Work item: Nothing but the lines below between the line holding "self.contention_code().is_some()" and the line holding "of collected rows.", inclusive, should appear in the answer, each set down exactly.

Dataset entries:
* * * * * * *
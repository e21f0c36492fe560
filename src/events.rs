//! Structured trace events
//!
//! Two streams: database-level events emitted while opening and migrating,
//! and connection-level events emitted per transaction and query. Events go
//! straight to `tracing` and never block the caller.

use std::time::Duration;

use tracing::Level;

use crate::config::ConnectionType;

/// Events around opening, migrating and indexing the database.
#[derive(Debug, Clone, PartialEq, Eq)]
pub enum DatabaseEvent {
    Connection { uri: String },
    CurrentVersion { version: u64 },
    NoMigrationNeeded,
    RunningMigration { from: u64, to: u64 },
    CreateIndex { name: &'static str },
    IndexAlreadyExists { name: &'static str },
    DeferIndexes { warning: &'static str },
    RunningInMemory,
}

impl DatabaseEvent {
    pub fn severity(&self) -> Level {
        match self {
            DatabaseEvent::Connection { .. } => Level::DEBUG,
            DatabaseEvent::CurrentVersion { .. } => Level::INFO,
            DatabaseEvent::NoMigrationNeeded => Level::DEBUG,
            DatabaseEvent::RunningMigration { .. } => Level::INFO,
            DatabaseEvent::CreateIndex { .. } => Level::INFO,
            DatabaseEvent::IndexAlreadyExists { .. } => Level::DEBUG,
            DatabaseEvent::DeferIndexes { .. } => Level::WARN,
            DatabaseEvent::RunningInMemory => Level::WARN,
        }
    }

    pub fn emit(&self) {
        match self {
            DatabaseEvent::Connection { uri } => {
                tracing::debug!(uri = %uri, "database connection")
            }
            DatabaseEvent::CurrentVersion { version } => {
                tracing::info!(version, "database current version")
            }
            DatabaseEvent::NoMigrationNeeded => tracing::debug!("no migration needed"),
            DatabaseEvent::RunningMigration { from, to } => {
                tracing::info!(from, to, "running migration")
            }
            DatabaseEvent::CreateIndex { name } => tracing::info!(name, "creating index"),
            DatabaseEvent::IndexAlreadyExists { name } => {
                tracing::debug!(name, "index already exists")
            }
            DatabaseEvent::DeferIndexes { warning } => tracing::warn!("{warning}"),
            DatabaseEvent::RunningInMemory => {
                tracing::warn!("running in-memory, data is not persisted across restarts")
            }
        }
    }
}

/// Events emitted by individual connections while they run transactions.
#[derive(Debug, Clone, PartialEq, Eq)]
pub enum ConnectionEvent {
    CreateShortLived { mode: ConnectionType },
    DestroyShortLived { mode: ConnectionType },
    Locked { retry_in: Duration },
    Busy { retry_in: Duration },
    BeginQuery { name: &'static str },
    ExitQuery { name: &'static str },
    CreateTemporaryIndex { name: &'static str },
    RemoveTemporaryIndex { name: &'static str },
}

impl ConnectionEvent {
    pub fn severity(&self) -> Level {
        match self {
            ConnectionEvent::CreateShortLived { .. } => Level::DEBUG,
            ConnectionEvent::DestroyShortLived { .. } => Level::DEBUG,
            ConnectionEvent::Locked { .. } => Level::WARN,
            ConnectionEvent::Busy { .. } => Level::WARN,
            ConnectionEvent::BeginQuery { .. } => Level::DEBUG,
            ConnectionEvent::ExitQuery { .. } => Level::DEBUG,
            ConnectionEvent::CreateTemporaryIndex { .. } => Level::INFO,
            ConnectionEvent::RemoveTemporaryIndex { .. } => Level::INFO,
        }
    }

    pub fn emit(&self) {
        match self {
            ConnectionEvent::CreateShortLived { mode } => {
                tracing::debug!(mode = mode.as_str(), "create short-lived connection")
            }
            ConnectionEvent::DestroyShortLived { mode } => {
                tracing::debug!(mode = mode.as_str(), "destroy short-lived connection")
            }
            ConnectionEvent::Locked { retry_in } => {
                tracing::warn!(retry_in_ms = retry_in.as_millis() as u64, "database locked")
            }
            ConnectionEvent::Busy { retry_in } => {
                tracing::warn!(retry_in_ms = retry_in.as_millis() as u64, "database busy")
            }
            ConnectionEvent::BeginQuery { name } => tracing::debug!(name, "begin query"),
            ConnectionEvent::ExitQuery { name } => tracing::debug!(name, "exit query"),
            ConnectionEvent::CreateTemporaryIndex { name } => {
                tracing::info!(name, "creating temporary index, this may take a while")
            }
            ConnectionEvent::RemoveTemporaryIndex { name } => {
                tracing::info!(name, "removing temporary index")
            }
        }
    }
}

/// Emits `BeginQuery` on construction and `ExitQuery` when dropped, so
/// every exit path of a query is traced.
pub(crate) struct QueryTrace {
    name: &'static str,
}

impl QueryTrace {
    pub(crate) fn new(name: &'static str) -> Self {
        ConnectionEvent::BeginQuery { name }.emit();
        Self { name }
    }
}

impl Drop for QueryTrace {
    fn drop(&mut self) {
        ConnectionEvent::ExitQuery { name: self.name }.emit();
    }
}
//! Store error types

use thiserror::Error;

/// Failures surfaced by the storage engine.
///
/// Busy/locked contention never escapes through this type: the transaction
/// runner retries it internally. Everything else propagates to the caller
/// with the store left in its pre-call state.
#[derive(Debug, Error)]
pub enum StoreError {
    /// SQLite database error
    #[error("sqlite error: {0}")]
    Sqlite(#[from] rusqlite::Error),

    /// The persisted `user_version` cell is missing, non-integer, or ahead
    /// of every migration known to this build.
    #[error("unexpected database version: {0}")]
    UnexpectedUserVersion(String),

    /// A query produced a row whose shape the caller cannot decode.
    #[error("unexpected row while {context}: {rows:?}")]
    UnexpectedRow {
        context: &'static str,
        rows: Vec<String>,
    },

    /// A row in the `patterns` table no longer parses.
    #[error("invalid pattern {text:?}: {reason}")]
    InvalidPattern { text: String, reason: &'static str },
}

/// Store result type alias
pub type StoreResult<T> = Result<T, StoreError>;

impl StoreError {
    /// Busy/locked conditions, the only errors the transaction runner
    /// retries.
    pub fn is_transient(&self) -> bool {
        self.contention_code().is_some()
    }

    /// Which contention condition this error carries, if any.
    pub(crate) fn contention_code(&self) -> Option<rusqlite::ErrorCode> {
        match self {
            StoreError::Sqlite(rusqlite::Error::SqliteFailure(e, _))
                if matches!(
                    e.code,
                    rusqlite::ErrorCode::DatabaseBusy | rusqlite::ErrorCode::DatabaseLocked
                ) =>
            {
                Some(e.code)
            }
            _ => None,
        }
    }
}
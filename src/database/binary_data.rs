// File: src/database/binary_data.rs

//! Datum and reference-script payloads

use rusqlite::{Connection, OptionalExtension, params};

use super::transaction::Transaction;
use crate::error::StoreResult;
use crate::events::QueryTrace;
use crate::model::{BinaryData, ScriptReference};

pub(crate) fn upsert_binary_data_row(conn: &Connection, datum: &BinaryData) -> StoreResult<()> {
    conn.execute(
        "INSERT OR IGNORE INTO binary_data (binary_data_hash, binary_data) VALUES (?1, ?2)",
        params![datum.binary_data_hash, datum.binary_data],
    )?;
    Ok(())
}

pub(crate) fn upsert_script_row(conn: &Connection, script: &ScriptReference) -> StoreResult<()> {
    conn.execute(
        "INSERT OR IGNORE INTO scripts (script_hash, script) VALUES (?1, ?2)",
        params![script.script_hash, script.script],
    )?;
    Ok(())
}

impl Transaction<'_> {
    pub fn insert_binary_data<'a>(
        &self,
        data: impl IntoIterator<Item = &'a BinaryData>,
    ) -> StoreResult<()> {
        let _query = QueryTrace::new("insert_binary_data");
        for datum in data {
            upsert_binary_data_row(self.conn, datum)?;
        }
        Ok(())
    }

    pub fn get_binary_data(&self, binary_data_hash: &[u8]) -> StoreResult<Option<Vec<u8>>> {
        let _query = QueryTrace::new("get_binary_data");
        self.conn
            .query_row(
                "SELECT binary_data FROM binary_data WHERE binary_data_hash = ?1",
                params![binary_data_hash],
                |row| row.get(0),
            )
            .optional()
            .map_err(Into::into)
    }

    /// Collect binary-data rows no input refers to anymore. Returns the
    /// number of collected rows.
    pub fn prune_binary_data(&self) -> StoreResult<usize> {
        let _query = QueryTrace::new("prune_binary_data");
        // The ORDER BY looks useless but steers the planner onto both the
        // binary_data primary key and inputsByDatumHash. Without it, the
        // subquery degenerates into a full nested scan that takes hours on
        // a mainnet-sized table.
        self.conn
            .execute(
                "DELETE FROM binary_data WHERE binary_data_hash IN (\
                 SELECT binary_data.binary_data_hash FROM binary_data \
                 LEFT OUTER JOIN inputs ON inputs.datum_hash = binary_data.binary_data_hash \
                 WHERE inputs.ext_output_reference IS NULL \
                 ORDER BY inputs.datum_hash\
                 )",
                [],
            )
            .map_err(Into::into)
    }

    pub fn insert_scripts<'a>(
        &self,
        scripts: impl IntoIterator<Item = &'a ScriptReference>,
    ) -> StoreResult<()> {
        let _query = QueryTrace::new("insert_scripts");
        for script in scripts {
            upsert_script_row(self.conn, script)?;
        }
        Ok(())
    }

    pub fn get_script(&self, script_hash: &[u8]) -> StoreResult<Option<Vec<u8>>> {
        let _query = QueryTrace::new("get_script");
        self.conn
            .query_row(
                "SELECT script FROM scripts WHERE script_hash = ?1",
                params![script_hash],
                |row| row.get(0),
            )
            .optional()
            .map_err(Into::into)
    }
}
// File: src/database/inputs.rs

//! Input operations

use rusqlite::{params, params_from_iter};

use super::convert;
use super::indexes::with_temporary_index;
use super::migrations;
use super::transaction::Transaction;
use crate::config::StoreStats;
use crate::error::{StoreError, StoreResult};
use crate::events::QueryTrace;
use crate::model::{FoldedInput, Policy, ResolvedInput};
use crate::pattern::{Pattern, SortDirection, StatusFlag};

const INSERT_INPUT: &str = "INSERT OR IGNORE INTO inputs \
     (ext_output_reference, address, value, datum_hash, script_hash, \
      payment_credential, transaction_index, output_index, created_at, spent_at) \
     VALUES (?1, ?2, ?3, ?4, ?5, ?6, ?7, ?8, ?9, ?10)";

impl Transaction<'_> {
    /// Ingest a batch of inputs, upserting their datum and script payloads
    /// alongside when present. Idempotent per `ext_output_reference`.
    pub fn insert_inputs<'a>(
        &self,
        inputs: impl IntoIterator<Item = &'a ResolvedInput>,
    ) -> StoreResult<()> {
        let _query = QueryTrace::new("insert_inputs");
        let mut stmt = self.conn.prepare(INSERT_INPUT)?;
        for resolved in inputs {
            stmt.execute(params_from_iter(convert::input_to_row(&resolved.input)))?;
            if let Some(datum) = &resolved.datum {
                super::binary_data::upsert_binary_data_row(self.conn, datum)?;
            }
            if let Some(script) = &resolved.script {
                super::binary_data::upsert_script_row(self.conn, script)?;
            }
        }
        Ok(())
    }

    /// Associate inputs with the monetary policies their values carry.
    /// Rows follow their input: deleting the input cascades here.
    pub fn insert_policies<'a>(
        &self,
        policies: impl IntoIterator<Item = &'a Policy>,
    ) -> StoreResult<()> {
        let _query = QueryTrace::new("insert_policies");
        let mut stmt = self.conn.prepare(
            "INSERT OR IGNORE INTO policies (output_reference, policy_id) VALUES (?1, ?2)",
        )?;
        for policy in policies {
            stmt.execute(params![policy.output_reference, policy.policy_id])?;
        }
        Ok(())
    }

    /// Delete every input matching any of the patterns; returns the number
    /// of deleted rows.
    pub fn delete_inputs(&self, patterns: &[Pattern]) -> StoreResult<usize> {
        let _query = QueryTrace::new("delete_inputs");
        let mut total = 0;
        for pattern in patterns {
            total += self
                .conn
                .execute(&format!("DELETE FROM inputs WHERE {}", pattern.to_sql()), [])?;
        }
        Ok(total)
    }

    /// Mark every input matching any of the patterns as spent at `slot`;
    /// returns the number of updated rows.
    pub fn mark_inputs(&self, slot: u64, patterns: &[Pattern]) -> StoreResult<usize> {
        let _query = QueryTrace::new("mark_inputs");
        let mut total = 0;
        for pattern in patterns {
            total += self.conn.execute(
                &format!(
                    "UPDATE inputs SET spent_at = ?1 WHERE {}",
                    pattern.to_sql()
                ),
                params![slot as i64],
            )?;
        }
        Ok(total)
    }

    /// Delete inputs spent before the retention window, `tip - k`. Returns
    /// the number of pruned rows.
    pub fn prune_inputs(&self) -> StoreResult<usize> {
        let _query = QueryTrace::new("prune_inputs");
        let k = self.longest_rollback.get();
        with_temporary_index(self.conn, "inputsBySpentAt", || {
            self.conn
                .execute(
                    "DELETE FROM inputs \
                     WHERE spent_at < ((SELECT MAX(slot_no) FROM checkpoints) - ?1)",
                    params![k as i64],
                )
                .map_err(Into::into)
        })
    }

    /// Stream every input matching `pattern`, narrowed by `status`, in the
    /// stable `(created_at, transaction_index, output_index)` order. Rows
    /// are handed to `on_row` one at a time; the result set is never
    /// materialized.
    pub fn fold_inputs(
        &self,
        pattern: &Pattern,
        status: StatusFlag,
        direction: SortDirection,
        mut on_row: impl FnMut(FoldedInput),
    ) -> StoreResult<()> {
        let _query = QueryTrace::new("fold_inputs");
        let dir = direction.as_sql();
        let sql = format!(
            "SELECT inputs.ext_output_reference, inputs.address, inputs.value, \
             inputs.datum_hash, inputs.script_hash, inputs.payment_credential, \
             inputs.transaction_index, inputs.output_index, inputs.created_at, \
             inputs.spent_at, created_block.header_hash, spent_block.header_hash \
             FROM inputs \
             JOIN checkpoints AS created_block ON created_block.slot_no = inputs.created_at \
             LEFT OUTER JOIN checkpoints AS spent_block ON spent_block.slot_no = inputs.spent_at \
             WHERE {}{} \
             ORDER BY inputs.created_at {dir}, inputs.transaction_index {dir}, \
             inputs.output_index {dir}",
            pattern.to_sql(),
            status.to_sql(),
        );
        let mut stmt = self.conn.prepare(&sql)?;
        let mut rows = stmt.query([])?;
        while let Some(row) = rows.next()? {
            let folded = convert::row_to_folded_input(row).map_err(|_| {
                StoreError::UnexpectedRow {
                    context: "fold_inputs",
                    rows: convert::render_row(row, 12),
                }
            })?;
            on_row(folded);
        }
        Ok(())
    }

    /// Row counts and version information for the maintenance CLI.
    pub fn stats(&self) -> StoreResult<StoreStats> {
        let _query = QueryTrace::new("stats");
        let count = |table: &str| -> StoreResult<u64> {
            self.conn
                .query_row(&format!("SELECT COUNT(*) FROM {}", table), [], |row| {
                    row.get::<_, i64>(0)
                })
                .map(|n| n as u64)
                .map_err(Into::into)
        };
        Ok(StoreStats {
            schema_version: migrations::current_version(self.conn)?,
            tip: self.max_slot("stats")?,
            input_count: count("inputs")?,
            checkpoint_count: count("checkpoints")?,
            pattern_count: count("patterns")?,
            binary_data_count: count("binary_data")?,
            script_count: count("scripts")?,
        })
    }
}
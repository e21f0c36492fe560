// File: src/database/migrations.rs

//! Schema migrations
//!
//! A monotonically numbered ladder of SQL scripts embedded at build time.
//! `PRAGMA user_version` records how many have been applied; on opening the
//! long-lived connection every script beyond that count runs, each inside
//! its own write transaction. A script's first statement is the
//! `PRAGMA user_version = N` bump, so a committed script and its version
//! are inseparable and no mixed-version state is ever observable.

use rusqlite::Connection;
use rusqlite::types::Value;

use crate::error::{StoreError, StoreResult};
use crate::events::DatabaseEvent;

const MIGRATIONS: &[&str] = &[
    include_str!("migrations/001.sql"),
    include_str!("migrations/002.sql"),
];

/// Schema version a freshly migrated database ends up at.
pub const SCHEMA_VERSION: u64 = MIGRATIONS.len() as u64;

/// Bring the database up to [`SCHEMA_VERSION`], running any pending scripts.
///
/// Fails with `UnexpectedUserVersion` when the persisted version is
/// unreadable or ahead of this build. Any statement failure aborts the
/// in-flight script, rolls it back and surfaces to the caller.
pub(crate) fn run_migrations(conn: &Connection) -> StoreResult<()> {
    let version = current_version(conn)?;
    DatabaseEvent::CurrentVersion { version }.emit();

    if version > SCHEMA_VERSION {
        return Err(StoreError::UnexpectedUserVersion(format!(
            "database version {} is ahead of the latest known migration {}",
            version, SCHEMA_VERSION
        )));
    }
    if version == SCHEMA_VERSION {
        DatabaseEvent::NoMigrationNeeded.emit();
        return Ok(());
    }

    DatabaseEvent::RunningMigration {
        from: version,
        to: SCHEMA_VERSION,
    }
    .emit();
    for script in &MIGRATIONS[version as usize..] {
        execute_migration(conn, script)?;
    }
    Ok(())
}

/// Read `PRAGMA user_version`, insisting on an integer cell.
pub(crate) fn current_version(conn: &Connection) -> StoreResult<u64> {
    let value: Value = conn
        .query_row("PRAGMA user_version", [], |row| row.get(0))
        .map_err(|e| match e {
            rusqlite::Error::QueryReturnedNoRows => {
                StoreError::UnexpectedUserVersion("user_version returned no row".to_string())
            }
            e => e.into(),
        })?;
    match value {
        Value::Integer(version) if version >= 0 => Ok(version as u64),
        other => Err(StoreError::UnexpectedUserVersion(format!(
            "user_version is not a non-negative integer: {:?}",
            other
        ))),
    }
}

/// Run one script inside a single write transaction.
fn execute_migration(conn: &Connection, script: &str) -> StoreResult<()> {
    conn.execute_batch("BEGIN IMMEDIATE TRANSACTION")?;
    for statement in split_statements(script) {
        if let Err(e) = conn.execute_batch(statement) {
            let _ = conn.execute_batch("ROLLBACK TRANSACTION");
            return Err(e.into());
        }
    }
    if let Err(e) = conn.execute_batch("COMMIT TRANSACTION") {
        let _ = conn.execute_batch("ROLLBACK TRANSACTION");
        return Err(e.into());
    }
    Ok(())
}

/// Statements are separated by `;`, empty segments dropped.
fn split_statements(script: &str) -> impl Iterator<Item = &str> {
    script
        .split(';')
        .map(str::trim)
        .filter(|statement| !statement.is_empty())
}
* * * * * * *
Output below:
        self.contention_code().is_some()
    }

    /// Which contention condition this error carries, if any.
    pub(crate) fn contention_code(&self) -> Option<rusqlite::ErrorCode> {
        match self {
            StoreError::Sqlite(rusqlite::Error::SqliteFailure(e, _))
                if matches!(
                    e.code,
                    rusqlite::ErrorCode::DatabaseBusy | rusqlite::ErrorCode::DatabaseLocked
                ) =>
            {
                Some(e.code)
            }
            _ => None,
        }
    }
}
filename src/database/binary_data.rs
// File: src/database/binary_data.rs

//! Datum and reference-script payloads

use rusqlite::{Connection, OptionalExtension, params};

use super::transaction::Transaction;
use crate::error::StoreResult;
use crate::events::QueryTrace;
use crate::model::{BinaryData, ScriptReference};

pub(crate) fn upsert_binary_data_row(conn: &Connection, datum: &BinaryData) -> StoreResult<()> {
    conn.execute(
        "INSERT OR IGNORE INTO binary_data (binary_data_hash, binary_data) VALUES (?1, ?2)",
        params![datum.binary_data_hash, datum.binary_data],
    )?;
    Ok(())
}

pub(crate) fn upsert_script_row(conn: &Connection, script: &ScriptReference) -> StoreResult<()> {
    conn.execute(
        "INSERT OR IGNORE INTO scripts (script_hash, script) VALUES (?1, ?2)",
        params![script.script_hash, script.script],
    )?;
    Ok(())
}

impl Transaction<'_> {
    pub fn insert_binary_data<'a>(
        &self,
        data: impl IntoIterator<Item = &'a BinaryData>,
    ) -> StoreResult<()> {
        let _query = QueryTrace::new("insert_binary_data");
        for datum in data {
            upsert_binary_data_row(self.conn, datum)?;
        }
        Ok(())
    }

    pub fn get_binary_data(&self, binary_data_hash: &[u8]) -> StoreResult<Option<Vec<u8>>> {
        let _query = QueryTrace::new("get_binary_data");
        self.conn
            .query_row(
                "SELECT binary_data FROM binary_data WHERE binary_data_hash = ?1",
                params![binary_data_hash],
                |row| row.get(0),
            )
            .optional()
            .map_err(Into::into)
    }

    /// Collect binary-data rows no input refers to anymore. Returns the
    /// number of collected rows.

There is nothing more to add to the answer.